SUPPLIED MATERIAL:
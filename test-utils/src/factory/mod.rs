//! Factory methods for creating test data.
//!
//! This module provides factory methods for inserting test entities with sensible defaults,
//! reducing boilerplate in tests. Each entity has a `Factory` struct for customization and
//! a `create_*` convenience function for quick default creation.
//!
//! # Basic Usage
//!
//! ```rust,ignore
//! use test_utils::factory;
//!
//! let book = factory::create_book(&db).await?;
//! let list = factory::create_user_list(&db, 7).await?;
//! factory::create_book_list(&db, list.id, book.id, 0).await?;
//! ```
//!
//! # Customization
//!
//! ```rust,ignore
//! let book = factory::book::BookFactory::new(&db)
//!     .title("Dune")
//!     .pages(412)
//!     .build()
//!     .await?;
//! ```

pub mod book;
pub mod book_list;
pub mod club;
pub mod club_subscriber;
pub mod helpers;
pub mod user_list;

pub use book::{create_book, create_book_with_pages};
pub use book_list::create_book_list;
pub use club::create_club;
pub use club_subscriber::create_club_subscriber;
pub use user_list::{create_user_list, create_user_list_named};
//! Book domain models and parameters.

use crate::model::book::{BookDto, CreateBookDto};

/// A catalogue book. Its page count bounds reading progress.
#[derive(Debug, Clone, PartialEq)]
pub struct Book {
    pub id: i32,
    pub title: String,
    pub author: String,
    /// Total page count of the book.
    pub pages: i32,
    pub synopsis: Option<String>,
}

impl Book {
    /// Converts an entity model to a book domain model at the repository boundary.
    pub fn from_entity(entity: entity::book::Model) -> Self {
        Self {
            id: entity.id,
            title: entity.title,
            author: entity.author,
            pages: entity.pages,
            synopsis: entity.synopsis,
        }
    }

    pub fn into_dto(self) -> BookDto {
        BookDto {
            id: self.id,
            title: self.title,
            author: self.author,
            pages: self.pages,
            synopsis: self.synopsis,
        }
    }
}

/// Parameters for adding a book to the catalogue.
#[derive(Debug, Clone)]
pub struct CreateBookParams {
    pub title: String,
    pub author: String,
    pub pages: i32,
    pub synopsis: Option<String>,
}

impl CreateBookParams {
    pub fn from_dto(dto: CreateBookDto) -> Self {
        Self {
            title: dto.title,
            author: dto.author,
            pages: dto.pages,
            synopsis: dto.synopsis,
        }
    }
}
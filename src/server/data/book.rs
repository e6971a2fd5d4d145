//! Book data repository.

use sea_orm::{ActiveValue, ColumnTrait, ConnectionTrait, DbErr, EntityTrait, QueryFilter};

use crate::server::model::book::{Book, CreateBookParams};

/// Repository providing database operations for catalogue books.
pub struct BookRepository<'a, C: ConnectionTrait> {
    db: &'a C,
}

impl<'a, C: ConnectionTrait> BookRepository<'a, C> {
    pub fn new(db: &'a C) -> Self {
        Self { db }
    }

    /// Inserts a new book.
    pub async fn create(&self, params: CreateBookParams) -> Result<Book, DbErr> {
        let entity = entity::prelude::Book::insert(entity::book::ActiveModel {
            title: ActiveValue::Set(params.title),
            author: ActiveValue::Set(params.author),
            pages: ActiveValue::Set(params.pages),
            synopsis: ActiveValue::Set(params.synopsis),
            ..Default::default()
        })
        .exec_with_returning(self.db)
        .await?;

        Ok(Book::from_entity(entity))
    }

    /// Finds a book by its ID.
    ///
    /// # Returns
    /// - `Ok(Some(Book))` - Book found
    /// - `Ok(None)` - No book with that ID
    /// - `Err(DbErr)` - Database error during query
    pub async fn find_by_id(&self, id: i32) -> Result<Option<Book>, DbErr> {
        let entity = entity::prelude::Book::find_by_id(id).one(self.db).await?;

        Ok(entity.map(Book::from_entity))
    }

    /// Fetches all books whose ID is in `ids`, in no particular order.
    pub async fn find_by_ids(&self, ids: &[i32]) -> Result<Vec<Book>, DbErr> {
        if ids.is_empty() {
            return Ok(Vec::new());
        }

        let entities = entity::prelude::Book::find()
            .filter(entity::book::Column::Id.is_in(ids.iter().copied()))
            .all(self.db)
            .await?;

        Ok(entities.into_iter().map(Book::from_entity).collect())
    }
}
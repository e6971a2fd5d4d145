use sea_orm::entity::prelude::*;

#[derive(Clone, Debug, PartialEq, Eq, DeriveEntityModel)]
#[sea_orm(table_name = "club")]
pub struct Model {
    #[sea_orm(primary_key)]
    pub id: i32,
    pub name: String,
    #[sea_orm(column_type = "Text")]
    pub description: String,
    pub creator_id: i64,
    pub subscribers: i32,
    /// Scheduled book; set together with `read_time`.
    pub book_id: Option<i32>,
    pub read_time: Option<DateTimeUtc>,
}

#[derive(Copy, Clone, Debug, EnumIter, DeriveRelation)]
pub enum Relation {
    #[sea_orm(has_many = "super::club_subscriber::Entity")]
    ClubSubscriber,
}

impl Related<super::club_subscriber::Entity> for Entity {
    fn to() -> RelationDef {
        Relation::ClubSubscriber.def()
    }
}

impl ActiveModelBehavior for ActiveModel {}
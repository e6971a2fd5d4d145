//! Server-side API backend and business logic.
//!
//! This module contains the complete backend: API endpoints, business rules, data
//! access and infrastructure. The backend uses Axum as the web framework and SeaORM
//! for database operations.
//!
//! # Architecture
//!
//! The server follows a layered architecture with clear separation of concerns:
//!
//! - **Controller Layer** (`controller/`) - HTTP request handlers and DTO conversion
//! - **Service Layer** (`service/`) - Progress, list membership and club rules
//! - **Data Layer** (`data/`) - Database operations and entity-to-domain model conversion
//! - **Model Layer** (`model/`) - Domain models and operation-specific parameter types
//! - **Error Layer** (`error/`) - Application error types and HTTP response mapping
//!
//! # Infrastructure
//!
//! - **Configuration** (`config`) - Environment-based application configuration
//! - **State** (`state`) - Shared application state
//! - **Startup** (`startup`) - Tracing and database initialization
//! - **Router** (`router`) - Axum route configuration and API documentation
//!
//! # Request Flow
//!
//! 1. **Router** receives HTTP request and routes to the controller
//! 2. **Controller** converts DTOs to params and calls a service
//! 3. **Service** applies the rules, opening a transaction for multi-step changes
//! 4. **Data** queries the database and converts entities to domain models
//! 5. **Controller** converts the domain model to a DTO and returns the response

pub mod config;
pub mod controller;
pub mod data;
pub mod error;
pub mod model;
pub mod router;
pub mod service;
pub mod startup;
pub mod state;
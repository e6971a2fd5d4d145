use serde::{Deserialize, Serialize};
use utoipa::ToSchema;

#[derive(Debug, Clone, PartialEq, Serialize, Deserialize, ToSchema)]
pub struct ClubDto {
    pub club_id: i32,
    pub club_name: String,
    pub club_description: String,
    pub creator: i64,
    pub subscribers: i32,
    pub book_id: Option<i32>,
    /// Target date of the scheduled read in epoch milliseconds.
    pub read_time: Option<i64>,
}

/// Request body for club creation.
///
/// `book_id` and `read_time` must be supplied together or not at all.
#[derive(Debug, Clone, Serialize, Deserialize, ToSchema)]
pub struct CreateClubDto {
    pub club_name: String,
    #[serde(default)]
    pub club_description: String,
    pub creator: i64,
    #[serde(default)]
    pub book_id: Option<i32>,
    #[serde(default)]
    pub read_time: Option<i64>,
}

#[derive(Debug, Clone, Serialize, Deserialize, ToSchema)]
pub struct ScheduleReadDto {
    pub book_id: i32,
    pub club_id: i32,
    /// Epoch milliseconds.
    pub date: i64,
}

#[derive(Debug, Clone, PartialEq, Serialize, Deserialize, ToSchema)]
pub struct ClubSubscriptionDto {
    pub user_id: i64,
    pub club_id: i32,
}
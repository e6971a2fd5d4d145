//! Database repository layer for all domain entities.
//!
//! Repositories handle database operations (CRUD) for each domain. They use SeaORM entity
//! models internally and return domain models to keep the data layer separate from the
//! business logic. Every repository is generic over `ConnectionTrait`, so the same
//! repository runs on the pooled connection or inside a `DatabaseTransaction`.

pub mod book;
pub mod book_list;
pub mod club;
pub mod club_subscriber;
pub mod user_list;

#[cfg(test)]
mod test;
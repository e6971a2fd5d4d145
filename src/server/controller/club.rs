use axum::{
    extract::{Path, Query, State},
    http::StatusCode,
    response::IntoResponse,
    Json,
};
use serde::Deserialize;

use crate::{
    model::{
        api::{ErrorDto, MessageDto},
        club::{ClubDto, ClubSubscriptionDto, CreateClubDto, ScheduleReadDto},
    },
    server::{
        error::AppError, model::club::CreateClubParams, service::club::ClubService,
        state::AppState,
    },
};

/// Tag for grouping club endpoints in OpenAPI documentation
pub static CLUB_TAG: &str = "club";

#[derive(Deserialize)]
pub struct SubscriptionParams {
    pub user_id: i64,
    pub club_id: i32,
}

/// Create a club.
///
/// A scheduled read is optional, but the book and the read time must be supplied
/// together.
///
/// # Returns
/// - `201 Created` - Created club with no subscribers
/// - `400 Bad Request` - Only one half of the schedule supplied
/// - `500 Internal Server Error` - Database error
#[utoipa::path(
    post,
    path = "/api/clubs",
    tag = CLUB_TAG,
    request_body = CreateClubDto,
    responses(
        (status = 201, description = "Club created", body = ClubDto),
        (status = 400, description = "Inconsistent schedule", body = ErrorDto),
        (status = 500, description = "Internal server error", body = ErrorDto)
    ),
)]
pub async fn create_club(
    State(state): State<AppState>,
    Json(payload): Json<CreateClubDto>,
) -> Result<impl IntoResponse, AppError> {
    let service = ClubService::new(&state.db);

    let club = service.create(CreateClubParams::from_dto(payload)).await?;

    Ok((StatusCode::CREATED, Json(club.into_dto())))
}

/// Get all clubs.
#[utoipa::path(
    get,
    path = "/api/clubs",
    tag = CLUB_TAG,
    responses(
        (status = 200, description = "All clubs", body = Vec<ClubDto>),
        (status = 500, description = "Internal server error", body = ErrorDto)
    ),
)]
pub async fn get_clubs(State(state): State<AppState>) -> Result<impl IntoResponse, AppError> {
    let clubs = ClubService::new(&state.db).get_all().await?;

    let clubs: Vec<ClubDto> = clubs.into_iter().map(|club| club.into_dto()).collect();

    Ok((StatusCode::OK, Json(clubs)))
}

/// Set the scheduled read of a club.
///
/// Overwrites any existing schedule. The book is stored as given.
///
/// # Returns
/// - `200 OK` - Updated club
/// - `400 Bad Request` - Date is not representable
/// - `404 Not Found` - Unknown club
/// - `500 Internal Server Error` - Database error
#[utoipa::path(
    put,
    path = "/api/clubs",
    tag = CLUB_TAG,
    request_body = ScheduleReadDto,
    responses(
        (status = 200, description = "Schedule updated", body = ClubDto),
        (status = 400, description = "Invalid date", body = ErrorDto),
        (status = 404, description = "Club not found", body = ErrorDto),
        (status = 500, description = "Internal server error", body = ErrorDto)
    ),
)]
pub async fn set_scheduled_read(
    State(state): State<AppState>,
    Json(payload): Json<ScheduleReadDto>,
) -> Result<impl IntoResponse, AppError> {
    let club = ClubService::new(&state.db)
        .set_scheduled_read(payload.club_id, payload.book_id, payload.date)
        .await?;

    Ok((StatusCode::OK, Json(club.into_dto())))
}

/// Subscribe a user to a club.
///
/// # Returns
/// - `201 Created` - Created subscription
/// - `404 Not Found` - Unknown club
/// - `409 Conflict` - Already subscribed
/// - `500 Internal Server Error` - Database error
#[utoipa::path(
    post,
    path = "/api/clubs/subscribe",
    tag = CLUB_TAG,
    params(
        ("user_id" = i64, Query, description = "Subscribing user ID"),
        ("club_id" = i32, Query, description = "Club ID")
    ),
    responses(
        (status = 201, description = "Subscribed", body = ClubSubscriptionDto),
        (status = 404, description = "Club not found", body = ErrorDto),
        (status = 409, description = "Already subscribed", body = ErrorDto),
        (status = 500, description = "Internal server error", body = ErrorDto)
    ),
)]
pub async fn subscribe(
    State(state): State<AppState>,
    Query(params): Query<SubscriptionParams>,
) -> Result<impl IntoResponse, AppError> {
    let subscription = ClubService::new(&state.db)
        .subscribe(params.user_id, params.club_id)
        .await?;

    Ok((StatusCode::CREATED, Json(subscription.into_dto())))
}

/// Unsubscribe a user from a club.
#[utoipa::path(
    delete,
    path = "/api/clubs/unsubscribe",
    tag = CLUB_TAG,
    params(
        ("user_id" = i64, Query, description = "Subscribed user ID"),
        ("club_id" = i32, Query, description = "Club ID")
    ),
    responses(
        (status = 200, description = "Unsubscribed", body = MessageDto),
        (status = 404, description = "Club not found or user not subscribed", body = ErrorDto),
        (status = 500, description = "Internal server error", body = ErrorDto)
    ),
)]
pub async fn unsubscribe(
    State(state): State<AppState>,
    Query(params): Query<SubscriptionParams>,
) -> Result<impl IntoResponse, AppError> {
    let club = ClubService::new(&state.db)
        .unsubscribe(params.user_id, params.club_id)
        .await?;

    Ok((
        StatusCode::OK,
        Json(MessageDto::new(format!(
            "User {} unsubscribed from club {}",
            params.user_id, club.id
        ))),
    ))
}

/// Get the clubs a user is subscribed to.
#[utoipa::path(
    get,
    path = "/api/clubs/{id}",
    tag = CLUB_TAG,
    params(
        ("id" = i64, Path, description = "Subscribed user ID")
    ),
    responses(
        (status = 200, description = "Subscribed clubs", body = Vec<ClubDto>),
        (status = 500, description = "Internal server error", body = ErrorDto)
    ),
)]
pub async fn get_subscribed_clubs(
    State(state): State<AppState>,
    Path(user_id): Path<i64>,
) -> Result<impl IntoResponse, AppError> {
    let clubs = ClubService::new(&state.db).get_subscribed(user_id).await?;

    let clubs: Vec<ClubDto> = clubs.into_iter().map(|club| club.into_dto()).collect();

    Ok((StatusCode::OK, Json(clubs)))
}

/// Delete a club together with its subscriptions.
#[utoipa::path(
    delete,
    path = "/api/clubs/{id}",
    tag = CLUB_TAG,
    params(
        ("id" = i32, Path, description = "Club ID")
    ),
    responses(
        (status = 200, description = "Club deleted", body = MessageDto),
        (status = 404, description = "Club not found", body = ErrorDto),
        (status = 500, description = "Internal server error", body = ErrorDto)
    ),
)]
pub async fn delete_club(
    State(state): State<AppState>,
    Path(club_id): Path<i32>,
) -> Result<impl IntoResponse, AppError> {
    ClubService::new(&state.db).delete(club_id).await?;

    Ok((
        StatusCode::OK,
        Json(MessageDto::new(format!("Club {} deleted", club_id))),
    ))
}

ASSIGNED TASK: All lines above that hold the string "format" should be copied.

TASK RESPONSE:
        Json(MessageDto::new(format!(
        Json(MessageDto::new(format!("Club {} deleted", club_id))),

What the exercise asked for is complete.